The quay of Alfonso XII, stretched and straight, built in 1872 in front of the walls of Carlos III, in lands gained to the sea, constitutes the physical edge of a city characterized by its imposing and beautiful geography.

Industrial buildings linked to old port uses were demolished. Instead, new buildings, such as the National Museum of Underwater Archeology, will contribute to generate a new focus of activity that will revitalize the sea and city. They will give rise to a new territory of civic exchange for all citizens, in that border and privileged space where the city ends and the world begins.

The port landscape is characterized by its incessant mobility. The coming and going of the big freighters or ships of the Navy, container lifts, or the continuous hustle of the cranes draw a landscape in transit, changing, never finished. The architecture proposed for the Museum is not inspired by the forms of the ships, as suggested by the modern tradition, nor in the urban architecture of the city, but responds to the specific conditions of the place. But places transcend their own physical territoriality and the building rooted in its place evokes, at the same time, the world from other places.

Since it is a National Museum, the program of the proposed building is twofold: The National Center for Underwater Archaeological Research, intended for research, restoration, conservation and protection of the submerged archaeological heritage and the National Museum of Underwater Archeology. The design option of building two buildings on the smooth platform of the quay of Alfonso XII could well respond to these program considerations. The limitation of the maximum buildability on the slope of the plot, would make it essential to build under the quota of the quay in order to fill the requested surface demand.

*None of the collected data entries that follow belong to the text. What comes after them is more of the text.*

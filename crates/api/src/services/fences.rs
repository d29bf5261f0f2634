//! User operations on geofences and their geofications.

use domain::models::geofence::{
    CreateGeofenceRequest, Geofence, GeofenceDetail, ListGeofencesQuery, ListGeofencesResponse,
    UpdateGeofenceRequest,
};
use domain::models::geofication::{
    CreateGeoficationRequest, Geofication, UpdateGeoficationRequest,
};
use persistence::repositories::{
    GeofenceChanges, GeofenceInput, GeofenceRepository, GeoficationChanges, GeoficationInput,
    GeoficationRepository,
};
use shared::time::now_millis;
use validator::Validate;

use super::{DiagnosticLog, RegionRegistrar, ServiceError};

#[derive(Clone)]
pub struct FenceService {
    geofences: GeofenceRepository,
    geofications: GeoficationRepository,
    regions: RegionRegistrar,
    log: DiagnosticLog,
}

/// Rejects links that are present, non-blank and not http(s).
fn check_link(link: Option<&str>) -> Result<(), ServiceError> {
    match link.filter(|l| !l.trim().is_empty()) {
        Some(l) => shared::validation::validate_link(l).map_err(|e| {
            ServiceError::Validation(
                e.message
                    .map(|m| m.to_string())
                    .unwrap_or_else(|| "Invalid link".to_string()),
            )
        }),
        None => Ok(()),
    }
}

fn geofication_input(request: &CreateGeoficationRequest) -> GeoficationInput<'_> {
    GeoficationInput {
        message: &request.message,
        flags: request.flags.bits(),
        delay_minutes: request.delay_minutes,
        repeat: request.repeat,
        active: request.active,
        on_trigger: request.on_trigger.as_i64(),
        link: request
            .link
            .as_deref()
            .map(str::trim)
            .filter(|l| !l.is_empty()),
        is_alarm: request.is_alarm,
    }
}

fn geofence_not_found(id: i64) -> ServiceError {
    ServiceError::NotFound(format!("Geofence {}", id))
}

fn geofication_not_found(id: i64) -> ServiceError {
    ServiceError::NotFound(format!("Geofication {}", id))
}

impl FenceService {
    pub fn new(
        geofences: GeofenceRepository,
        geofications: GeoficationRepository,
        regions: RegionRegistrar,
        log: DiagnosticLog,
    ) -> Self {
        Self {
            geofences,
            geofications,
            regions,
            log,
        }
    }

    /// Create a geofence, optionally with its first geofication, and start
    /// monitoring it when active.
    pub async fn create_geofence(
        &self,
        request: CreateGeofenceRequest,
    ) -> Result<GeofenceDetail, ServiceError> {
        request.validate()?;
        if let Some(rule) = &request.geofication {
            check_link(rule.link.as_deref())?;
        }

        let input = GeofenceInput {
            name: &request.name,
            latitude: request.latitude,
            longitude: request.longitude,
            radius_meters: request.radius_meters,
            color: request.color.as_i64(),
            active: request.active,
        };
        let now = now_millis();

        let (geofence, geofications): (Geofence, Vec<Geofication>) = match &request.geofication {
            Some(rule) => {
                let (fence, rule) = self
                    .geofences
                    .create_with_geofication(&input, &geofication_input(rule), now)
                    .await?;
                (fence.into(), vec![rule.into()])
            }
            None => (self.geofences.create(&input, now).await?.into(), Vec::new()),
        };

        self.log
            .info(format!(
                "Created geofence {} ({})",
                geofence.id, geofence.name
            ))
            .await;
        if geofence.active {
            self.regions.register(&geofence).await;
        }

        Ok(GeofenceDetail {
            geofence,
            geofications,
        })
    }

    pub async fn get_geofence_detail(&self, id: i64) -> Result<GeofenceDetail, ServiceError> {
        let geofence: Geofence = self
            .geofences
            .find_by_id(id)
            .await?
            .ok_or_else(|| geofence_not_found(id))?
            .into();
        let geofications = self
            .geofications
            .find_by_geofence_id(id)
            .await?
            .into_iter()
            .map(Into::into)
            .collect();

        Ok(GeofenceDetail {
            geofence,
            geofications,
        })
    }

    pub async fn list_geofences(
        &self,
        query: &ListGeofencesQuery,
    ) -> Result<ListGeofencesResponse, ServiceError> {
        let geofences: Vec<Geofence> = self
            .geofences
            .find_all(query.include_inactive)
            .await?
            .into_iter()
            .map(Into::into)
            .collect();
        let total = geofences.len();
        Ok(ListGeofencesResponse { geofences, total })
    }

    /// Partial update. Moving or resizing an active region re-registers it.
    pub async fn update_geofence(
        &self,
        id: i64,
        request: UpdateGeofenceRequest,
    ) -> Result<Geofence, ServiceError> {
        request.validate()?;

        let changes = GeofenceChanges {
            name: request.name.as_deref(),
            latitude: request.latitude,
            longitude: request.longitude,
            radius_meters: request.radius_meters,
            color: request.color.map(|c| c.as_i64()),
        };
        let geofence: Geofence = self
            .geofences
            .update(id, &changes, now_millis())
            .await?
            .ok_or_else(|| geofence_not_found(id))?
            .into();

        self.log
            .info(format!("Updated geofence {} ({})", geofence.id, geofence.name))
            .await;
        if geofence.active && request.changes_region() {
            self.regions.register(&geofence).await;
        }
        Ok(geofence)
    }

    /// Toggle monitoring of a geofence.
    pub async fn set_geofence_active(&self, id: i64, active: bool) -> Result<Geofence, ServiceError> {
        let geofence: Geofence = self
            .geofences
            .set_active(id, active, now_millis())
            .await?
            .ok_or_else(|| geofence_not_found(id))?
            .into();

        if active {
            self.log.info(format!("Activated geofence {}", id)).await;
            self.regions.register(&geofence).await;
        } else {
            self.log.info(format!("Deactivated geofence {}", id)).await;
            self.regions.unregister(id).await;
        }
        Ok(geofence)
    }

    /// Delete a geofence and every geofication bound to it.
    pub async fn delete_geofence(&self, id: i64) -> Result<(), ServiceError> {
        if self.geofences.delete(id).await? == 0 {
            return Err(geofence_not_found(id));
        }
        self.regions.unregister(id).await;
        self.log.info(format!("Deleted geofence {}", id)).await;
        Ok(())
    }

    /// "Delete" notification action. The region may already be gone when the
    /// user taps the button; that is not an error.
    pub async fn delete_geofence_from_notification(&self, id: i64) -> Result<bool, ServiceError> {
        match self.delete_geofence(id).await {
            Ok(()) => Ok(true),
            Err(ServiceError::NotFound(_)) => {
                self.log
                    .info(format!(
                        "Geofence {} was already deleted when the notification action ran",
                        id
                    ))
                    .await;
                Ok(false)
            }
            Err(e) => Err(e),
        }
    }

    pub async fn add_geofication(
        &self,
        geofence_id: i64,
        request: CreateGeoficationRequest,
    ) -> Result<Geofication, ServiceError> {
        request.validate()?;
        check_link(request.link.as_deref())?;

        if self.geofences.find_by_id(geofence_id).await?.is_none() {
            return Err(geofence_not_found(geofence_id));
        }

        let geofication: Geofication = self
            .geofications
            .create(geofence_id, &geofication_input(&request), now_millis())
            .await?
            .into();

        self.log
            .info(format!(
                "Added geofication {} to geofence {}",
                geofication.id, geofence_id
            ))
            .await;
        Ok(geofication)
    }

    pub async fn get_geofication(&self, id: i64) -> Result<Geofication, ServiceError> {
        Ok(self
            .geofications
            .find_by_id(id)
            .await?
            .ok_or_else(|| geofication_not_found(id))?
            .into())
    }

    /// Partial update. An empty link clears the stored one.
    pub async fn update_geofication(
        &self,
        id: i64,
        request: UpdateGeoficationRequest,
    ) -> Result<Geofication, ServiceError> {
        request.validate()?;
        check_link(request.link.as_deref())?;

        let link = request.link.as_deref().map(str::trim);
        let changes = GeoficationChanges {
            message: request.message.as_deref(),
            flags: request.flags.map(|f| f.bits()),
            delay_minutes: request.delay_minutes,
            repeat: request.repeat,
            on_trigger: request.on_trigger.map(|a| a.as_i64()),
            link: link.filter(|l| !l.is_empty()),
            clear_link: link.is_some_and(str::is_empty),
            is_alarm: request.is_alarm,
        };

        let geofication: Geofication = self
            .geofications
            .update(id, &changes, now_millis())
            .await?
            .ok_or_else(|| geofication_not_found(id))?
            .into();

        self.log
            .info(format!("Updated geofication {}", id))
            .await;
        Ok(geofication)
    }

    /// Toggle a geofication. Re-enabling a rule of an inactive geofence
    /// re-activates and registers the geofence too.
    pub async fn set_geofication_active(
        &self,
        id: i64,
        active: bool,
    ) -> Result<Geofication, ServiceError> {
        let now = now_millis();
        let geofication: Geofication = self
            .geofications
            .set_active(id, active, now)
            .await?
            .ok_or_else(|| geofication_not_found(id))?
            .into();

        if !active {
            self.log
                .info(format!("Deactivated geofication {}", id))
                .await;
            return Ok(geofication);
        }

        self.log.info(format!("Activated geofication {}", id)).await;

        let geofence_id = geofication.geofence_id;
        if let Some(fence) = self.geofences.find_by_id(geofence_id).await? {
            if !fence.active {
                if let Some(fence) = self.geofences.set_active(geofence_id, true, now).await? {
                    let fence: Geofence = fence.into();
                    self.log
                        .info(format!(
                            "Re-activated geofence {} with its geofication {}",
                            geofence_id, id
                        ))
                        .await;
                    self.regions.register(&fence).await;
                }
            }
        }

        Ok(geofication)
    }

    /// "Disable" notification action.
    pub async fn disable_geofication(&self, id: i64) -> Result<Geofication, ServiceError> {
        self.set_geofication_active(id, false).await
    }

    pub async fn delete_geofication(&self, id: i64) -> Result<(), ServiceError> {
        if self.geofications.delete(id).await? == 0 {
            return Err(geofication_not_found(id));
        }
        self.log.info(format!("Deleted geofication {}", id)).await;
        Ok(())
    }
}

But are, in turn, considerations of another order that finally lead us to raise the idea of ​​the excavated building. On the one hand the theme of the institution: Subaquatic Archeology; That is, the exhibition and dissemination of the underwater heritage referring to all traces of human existence that have a cultural, historical or archaeological character and that have been under water. We therefore consider it pertinent that the visitor of the Museum penetrate into the interior of the earth, in reference to the underwater and underground world, origin of the submerged heritage. It is a building that takes, therefore, from underground the argument of the project. And, secondly, it is a landfill. The platform that constitutes the wharf of Alfonso XII occurs as a consequence of the terriment of the space in front of the maritime walls of the city of Cartagena. It is, therefore, a space where the sea used to be. The materials, object of the exhibition, return thus to its place of origin, now under the heavy layer of stone of the old dock port.

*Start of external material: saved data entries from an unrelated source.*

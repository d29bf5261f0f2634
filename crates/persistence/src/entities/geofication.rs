//! Geofication entity (database row mapping).

use sqlx::FromRow;

use domain::models::geofication::{DirectionFlags, Geofication, PostTriggerAction};

/// Database row mapping for the geofications table.
#[derive(Debug, Clone, FromRow)]
pub struct GeoficationEntity {
    pub id: i64,
    pub geofence_id: i64,
    pub message: String,
    pub flags: i64,
    pub delay_minutes: i64,
    pub repeat: bool,
    pub active: bool,
    pub on_trigger: i64,
    pub link: Option<String>,
    pub is_alarm: bool,
    pub trigger_count: i64,
    pub created_at: i64,
    pub last_edit: i64,
}

impl From<GeoficationEntity> for Geofication {
    /// A row with out-of-range codes maps to an inactive rule so it never fires.
    fn from(entity: GeoficationEntity) -> Self {
        let flags = DirectionFlags::from_bits(entity.flags);
        let on_trigger = PostTriggerAction::from_i64(entity.on_trigger);
        let valid = flags.is_some() && on_trigger.is_some();
        if !valid {
            tracing::warn!(
                geofication_id = entity.id,
                flags = entity.flags,
                on_trigger = entity.on_trigger,
                "Geofication row has invalid codes, treating as inactive"
            );
        }

        Self {
            id: entity.id,
            geofence_id: entity.geofence_id,
            message: entity.message,
            flags: flags.unwrap_or(DirectionFlags::Both),
            delay_minutes: entity.delay_minutes,
            repeat: entity.repeat,
            active: entity.active && valid,
            on_trigger: on_trigger.unwrap_or_default(),
            link: entity.link,
            is_alarm: entity.is_alarm,
            trigger_count: entity.trigger_count,
            created_at: entity.created_at,
            last_edit: entity.last_edit,
        }
    }
}

#[cfg(test)]
mod tests {
    use super::*;

    fn create_test_entity() -> GeoficationEntity {
        GeoficationEntity {
            id: 3,
            geofence_id: 1,
            message: "Water the plants".to_string(),
            flags: 2,
            delay_minutes: 10,
            repeat: true,
            active: true,
            on_trigger: 1,
            link: Some("https://example.com".to_string()),
            is_alarm: false,
            trigger_count: 0,
            created_at: 1_700_000_000_000,
            last_edit: 1_700_000_000_000,
        }
    }

    #[test]
    fn test_geofication_entity_to_domain() {
        let geofication: Geofication = create_test_entity().into();

        assert_eq!(geofication.id, 3);
        assert_eq!(geofication.geofence_id, 1);
        assert_eq!(geofication.flags, DirectionFlags::Exit);
        assert_eq!(geofication.on_trigger, PostTriggerAction::Deactivate);
        assert_eq!(geofication.delay_minutes, 10);
        assert!(geofication.repeat);
        assert!(geofication.active);
        assert_eq!(geofication.link.as_deref(), Some("https://example.com"));
    }

    #[test]
    fn test_invalid_codes_map_to_inactive() {
        let mut entity = create_test_entity();
        entity.flags = 9;
        let geofication: Geofication = entity.into();
        assert!(!geofication.active);

        let mut entity = create_test_entity();
        entity.on_trigger = 5;
        let geofication: Geofication = entity.into();
        assert!(!geofication.active);
        assert_eq!(geofication.on_trigger, PostTriggerAction::StayActive);
    }
}
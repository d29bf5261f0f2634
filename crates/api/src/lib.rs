pub mod app;
pub mod config;
pub mod error;
pub mod jobs;
pub mod middleware;
pub mod routes;
pub mod services;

The building emerges to surface with only two elements: the National Center and the great skylight of the excavated Museum. Between them, a wide ramp descends leading the visitor inside the Museum. The experience of entering is perceived, therefore, as the metaphor of an immersion in the sea. The two volumes, one long, prismatic and opaque, are placed next to the traffic track drawn in front of the walls and parallel to the canteen of the pier. The other, broken, angular and more transparent, adopts a geometry that allows it to form between them a sort of square on the quay, lobby of the building, anteroom of the Museum. A public space for outdoor exposure, from where you can see some of the elements exposed inside the skylight.

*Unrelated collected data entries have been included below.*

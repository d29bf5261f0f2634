//! Prometheus metrics: HTTP middleware, recorder setup and `/metrics`.

use std::sync::OnceLock;
use std::time::Instant;

use axum::{
    body::Body,
    extract::MatchedPath,
    http::{header, Method, Request, StatusCode},
    middleware::Next,
    response::{IntoResponse, Response},
};
use metrics::{counter, histogram};
use metrics_exporter_prometheus::{BuildError, PrometheusBuilder, PrometheusHandle};

static PROMETHEUS_HANDLE: OnceLock<PrometheusHandle> = OnceLock::new();

/// Records `http_requests_total` (method, path, status) and
/// `http_request_duration_seconds` (method, path).
pub async fn metrics_middleware(req: Request<Body>, next: Next) -> Response {
    let start = Instant::now();
    let method = method_to_str(req.method());
    // Matched route template keeps label cardinality bounded.
    let path = req
        .extensions()
        .get::<MatchedPath>()
        .map(|p| p.as_str().to_string())
        .unwrap_or_else(|| "unmatched".to_string());

    let response = next.run(req).await;

    counter!(
        "http_requests_total",
        "method" => method,
        "path" => path.clone(),
        "status" => response.status().as_u16().to_string()
    )
    .increment(1);

    histogram!(
        "http_request_duration_seconds",
        "method" => method,
        "path" => path
    )
    .record(start.elapsed().as_secs_f64());

    response
}

fn method_to_str(method: &Method) -> &'static str {
    match *method {
        Method::GET => "GET",
        Method::POST => "POST",
        Method::PUT => "PUT",
        Method::DELETE => "DELETE",
        Method::PATCH => "PATCH",
        Method::HEAD => "HEAD",
        Method::OPTIONS => "OPTIONS",
        _ => "OTHER",
    }
}

/// Handler for `/metrics` in Prometheus text format.
pub async fn metrics_handler() -> impl IntoResponse {
    match PROMETHEUS_HANDLE.get() {
        Some(handle) => (
            StatusCode::OK,
            [(header::CONTENT_TYPE, "text/plain; version=0.0.4")],
            handle.render(),
        ),
        None => (
            StatusCode::SERVICE_UNAVAILABLE,
            [(header::CONTENT_TYPE, "text/plain")],
            "Metrics not initialized".to_string(),
        ),
    }
}

/// Install the global Prometheus recorder. Calling it again is a no-op.
pub fn init_metrics() -> Result<(), BuildError> {
    if PROMETHEUS_HANDLE.get().is_some() {
        return Ok(());
    }

    let handle = PrometheusBuilder::new()
        .set_buckets(&[0.001, 0.005, 0.01, 0.05, 0.1, 0.2, 0.5, 1.0, 2.0, 5.0])?
        .install_recorder()?;

    let _ = PROMETHEUS_HANDLE.set(handle);
    Ok(())
}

The position of the building of the Center for Underwater Archaeological Research, parallel to the new traffic route, which segregates the city from the new colonized territories, will allow to preserve for the citizen this space of reception of the Museum. The skylight, broken and random, is advanced towards the sea by tensioning with its angular geometry the straight line of the canteen of the pier.

Due to its condition of excavated building, the volume built on the surface quota is only half of what is allowed by municipal regulations, so we have minimized construction on the dock, thus providing public space for use and enjoyment of the citizen. This new urban space, a result of the way these two pieces are situated.